◆ Work item
Begin at the line containing "and the reservation." and end at the final line of the entries. Please reproduce those lines exactly.

(Saved entries)
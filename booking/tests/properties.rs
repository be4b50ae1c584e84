//! Property tests for splitting and quota accounting.

#![allow(clippy::unwrap_used, clippy::expect_used)]

use campus_gsr_booking::mocks::{InMemoryDirectory, InMemoryReservationStore, MockUpstream};
use campus_gsr_booking::{BookingOrchestrator, ReservationStore, ReserveRequest, RoomCatalog};
use campus_gsr_core::{
    Booking, BookingId, Credit, GsrConfig, GsrError, Provider, Reservation, ReservationId, RoomId, RoomKind, User, UserId,
};
use campus_gsr_testing::{FixedClock, PinnedRandom, fixtures, properties};
use campus_gsr_upstream::Upstreams;
use chrono::TimeDelta;
use proptest::prelude::*;
use std::collections::{HashMap, HashSet};
use std::sync::Arc;

const WEIGLE: &str = "1889";

async fn prior_booking(store: &InMemoryReservationStore, user: &User, used: TimeDelta) {
    let start = fixtures::local(2025, 3, 10, 0, 0);
    let reservation = Reservation {
        id: ReservationId::new(),
        start,
        end: start + used,
        creator: user.id,
        group: None,
        cancelled: false,
        reminder_sent: false,
        bookings: Vec::new(),
    };
    let booking = Booking {
        id: BookingId::new(),
        reservation: reservation.id,
        user: user.id,
        upstream_id: format!("prior-{}", user.username),
        room: RoomId(2),
        upstream_room_id: 1,
        room_name: "Earlier".to_string(),
        start,
        end: start + used,
        cancelled: false,
    };
    store.create_reservation(&reservation, &booking).await.unwrap();
}

/// Reserve `length` at 10:00 for a group whose members have already used
/// `usage` today. Returns the outcome and each member's credit beforehand.
async fn reserve_for_group(
    usage: &[i64],
    length: TimeDelta,
) -> (Result<Reservation, GsrError>, HashMap<UserId, TimeDelta>, Arc<InMemoryReservationStore>) {
    let store = Arc::new(InMemoryReservationStore::new());
    let directory = Arc::new(InMemoryDirectory::new());
    let group = directory.insert_group("Props").unwrap();
    let config = GsrConfig::default();
    let mut credits = HashMap::new();
    let mut requester = None;
    for (i, used) in usage.iter().enumerate() {
        let user = fixtures::user(&format!("m{i}"), &format!("m{i}@upenn.edu"));
        let used = TimeDelta::minutes(*used);
        if used > TimeDelta::zero() {
            prior_booking(&store, &user, used).await;
        }
        credits.insert(user.id, config.policy.libcal_credit - used);
        directory.add_member(fixtures::member(&user, group.id)).unwrap();
        requester.get_or_insert(user);
    }

    let upstreams = Upstreams {
        wharton: Arc::new(MockUpstream::new(Provider::Wharton)),
        libcal: Arc::new(MockUpstream::new(Provider::LibCal)),
        engineering: Arc::new(MockUpstream::new(Provider::Engineering)),
    };
    let orchestrator = BookingOrchestrator::new(
        Arc::new(RoomCatalog::new(
            vec![fixtures::room(2, RoomKind::LibCal, "1086", "1889")],
            &HashSet::new(),
        )),
        upstreams,
        store.clone(),
        directory,
        Arc::new(FixedClock::new(fixtures::local(2025, 3, 10, 8, 0))),
        Arc::new(PinnedRandom::new()),
        config.policy,
    );
    let start = fixtures::local(2025, 3, 10, 10, 0);
    let request = ReserveRequest {
        gid: WEIGLE.to_string(),
        lid: None,
        room_id: 94,
        room_name: "Room 94".to_string(),
        start,
        end: start + length,
        group: Some(group.id),
    };
    let outcome = orchestrator
        .reserve(request, requester.as_ref().unwrap())
        .await
        .map_err(|f| f.error);
    (outcome, credits, store)
}

proptest! {
    #[test]
    fn reservations_cover_the_request_or_nothing_is_written(
        usage in prop::collection::vec(0i64..=150, 1..=4),
        length in properties::request_length(),
    ) {
        let (outcome, credits, store) = tokio_test::block_on(reserve_for_group(&usage, length));
        let total: Credit = credits
            .values()
            .filter(|c| **c > TimeDelta::zero())
            .map(|c| Credit::Limited(*c))
            .sum();

        match outcome {
            Ok(reservation) => {
                prop_assert!(!total.rejects(length));
                prop_assert!(reservation.is_consistent());
                prop_assert_eq!(reservation.bookings.last().map(|b| b.end), Some(reservation.end));
                let distinct: HashSet<_> = reservation.bookings.iter().map(|b| b.user).collect();
                prop_assert_eq!(distinct.len(), reservation.bookings.len());
                for booking in &reservation.bookings {
                    prop_assert!(booking.duration() <= credits[&booking.user]);
                }
            }
            Err(GsrError::QuotaExceeded(_)) => {
                prop_assert!(total.rejects(length));
                prop_assert_eq!(store.reservations().unwrap().len(), usage.iter().filter(|u| **u > 0).count());
            }
            Err(other) => prop_assert!(false, "unexpected error {other}"),
        }
    }
}
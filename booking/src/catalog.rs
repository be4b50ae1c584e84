//! Read-only catalog of GSR locations.

use campus_gsr_core::{GsrError, Result, Room, RoomId};
use std::collections::{HashMap, HashSet};
use std::path::Path;

/// Rooms keyed by ID, loaded once at startup.
#[derive(Debug, Clone, Default)]
pub struct RoomCatalog {
    rooms: Vec<Room>,
    by_id: HashMap<RoomId, usize>,
}

impl RoomCatalog {
    /// Build from rooms. Locations in `location_blacklist` become inactive.
    #[must_use]
    pub fn new(rooms: Vec<Room>, location_blacklist: &HashSet<String>) -> Self {
        let rooms: Vec<Room> = rooms
            .into_iter()
            .map(|mut room| {
                if location_blacklist.contains(&room.lid) {
                    room.active = false;
                }
                room
            })
            .collect();
        let by_id = rooms.iter().enumerate().map(|(i, r)| (r.id, i)).collect();
        Self { rooms, by_id }
    }

    /// Parse a JSON array of rooms.
    ///
    /// # Errors
    ///
    /// Returns [`GsrError::Invalid`] if the document is malformed.
    pub fn from_json(json: &str, location_blacklist: &HashSet<String>) -> Result<Self> {
        let rooms: Vec<Room> = serde_json::from_str(json)
            .map_err(|e| GsrError::Invalid(format!("Invalid room catalog: {e}")))?;
        Ok(Self::new(rooms, location_blacklist))
    }

    /// Read and parse a catalog file.
    ///
    /// # Errors
    ///
    /// Returns [`GsrError::Invalid`] if the file is unreadable or malformed.
    pub fn from_path(path: impl AsRef<Path>, location_blacklist: &HashSet<String>) -> Result<Self> {
        let path = path.as_ref();
        let json = std::fs::read_to_string(path)
            .map_err(|e| GsrError::Invalid(format!("Cannot read {}: {e}", path.display())))?;
        Self::from_json(&json, location_blacklist)
    }

    /// Room by ID, active or not.
    #[must_use]
    pub fn by_id(&self, id: RoomId) -> Option<&Room> {
        self.by_id.get(&id).and_then(|&i| self.rooms.get(i))
    }

    /// First room with the given external location ID.
    #[must_use]
    pub fn by_external_location_id(&self, lid: &str) -> Option<&Room> {
        self.rooms.iter().find(|r| r.lid == lid)
    }

    /// Room with the given location and group IDs.
    #[must_use]
    pub fn by_external_ids(&self, lid: &str, gid: &str) -> Option<&Room> {
        self.rooms.iter().find(|r| r.lid == lid && r.gid == gid)
    }

    /// First room with the given external group ID.
    #[must_use]
    pub fn by_external_group_id(&self, gid: &str) -> Option<&Room> {
        self.rooms.iter().find(|r| r.gid == gid)
    }

    /// Active rooms in catalog order.
    pub fn active(&self) -> impl Iterator<Item = &Room> {
        self.rooms.iter().filter(|r| r.active)
    }
}
//! Storage providers.
//!
//! The booking services depend on these traits only. Production wires the
//! PostgreSQL implementations from `campus-gsr-postgres`; tests wire the
//! in-memory versions from [`crate::mocks`].
//!
//! ```text
//! BookingOrchestrator ──► ReservationStore   (reservations + bookings)
//!        │          └───► DirectoryStore     (users, groups, members)
//! ShareCodeRegistry ────► ShareCodeStore     (share codes)
//! ```
//!
//! Every method that writes more than one row does so in one transaction.

pub mod directory_store;
pub mod reservation_store;
pub mod share_code_store;

pub use directory_store::DirectoryStore;
pub use reservation_store::ReservationStore;
pub use share_code_store::ShareCodeStore;
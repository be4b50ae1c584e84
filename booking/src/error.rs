//! Reserve outcome errors.

use campus_gsr_core::{GsrError, Reservation};
use thiserror::Error;

/// A failed `Reserve`, with whatever was booked before the failure.
///
/// `partial` is `Some` only when at least one booking succeeded and was
/// recorded; the caller sees both the cut-off message and the reservation.
#[derive(Debug, Clone, PartialEq, Eq, Error)]
#[error("{error}")]
pub struct ReserveFailure {
    /// What went wrong.
    pub error: GsrError,
    /// Reservation holding the bookings made before the failure.
    pub partial: Option<Reservation>,
}

impl ReserveFailure {
    /// Failure with nothing booked.
    #[must_use]
    pub const fn nothing_booked(error: GsrError) -> Self {
        Self { error, partial: None }
    }

    /// Failure after some bookings succeeded.
    #[must_use]
    pub const fn partial(error: GsrError, reservation: Reservation) -> Self {
        Self {
            error,
            partial: Some(reservation),
        }
    }
}

impl From<GsrError> for ReserveFailure {
    fn from(error: GsrError) -> Self {
        Self::nothing_booked(error)
    }
}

◆ Expected output
/// recorded; the caller sees both the cut-off message and the reservation.
#[derive(Debug, Clone, PartialEq, Eq, Error)]
#[error("{error}")]
pub struct ReserveFailure {
    /// What went wrong.
    pub error: GsrError,
    /// Reservation holding the bookings made before the failure.
    pub partial: Option<Reservation>,
}

impl ReserveFailure {
    /// Failure with nothing booked.
    #[must_use]
    pub const fn nothing_booked(error: GsrError) -> Self {
        Self { error, partial: None }
    }

    /// Failure after some bookings succeeded.
    #[must_use]
    pub const fn partial(error: GsrError, reservation: Reservation) -> Self {
        Self {
            error,
            partial: Some(reservation),
        }
    }
}

impl From<GsrError> for ReserveFailure {
    fn from(error: GsrError) -> Self {
        Self::nothing_booked(error)
    }
}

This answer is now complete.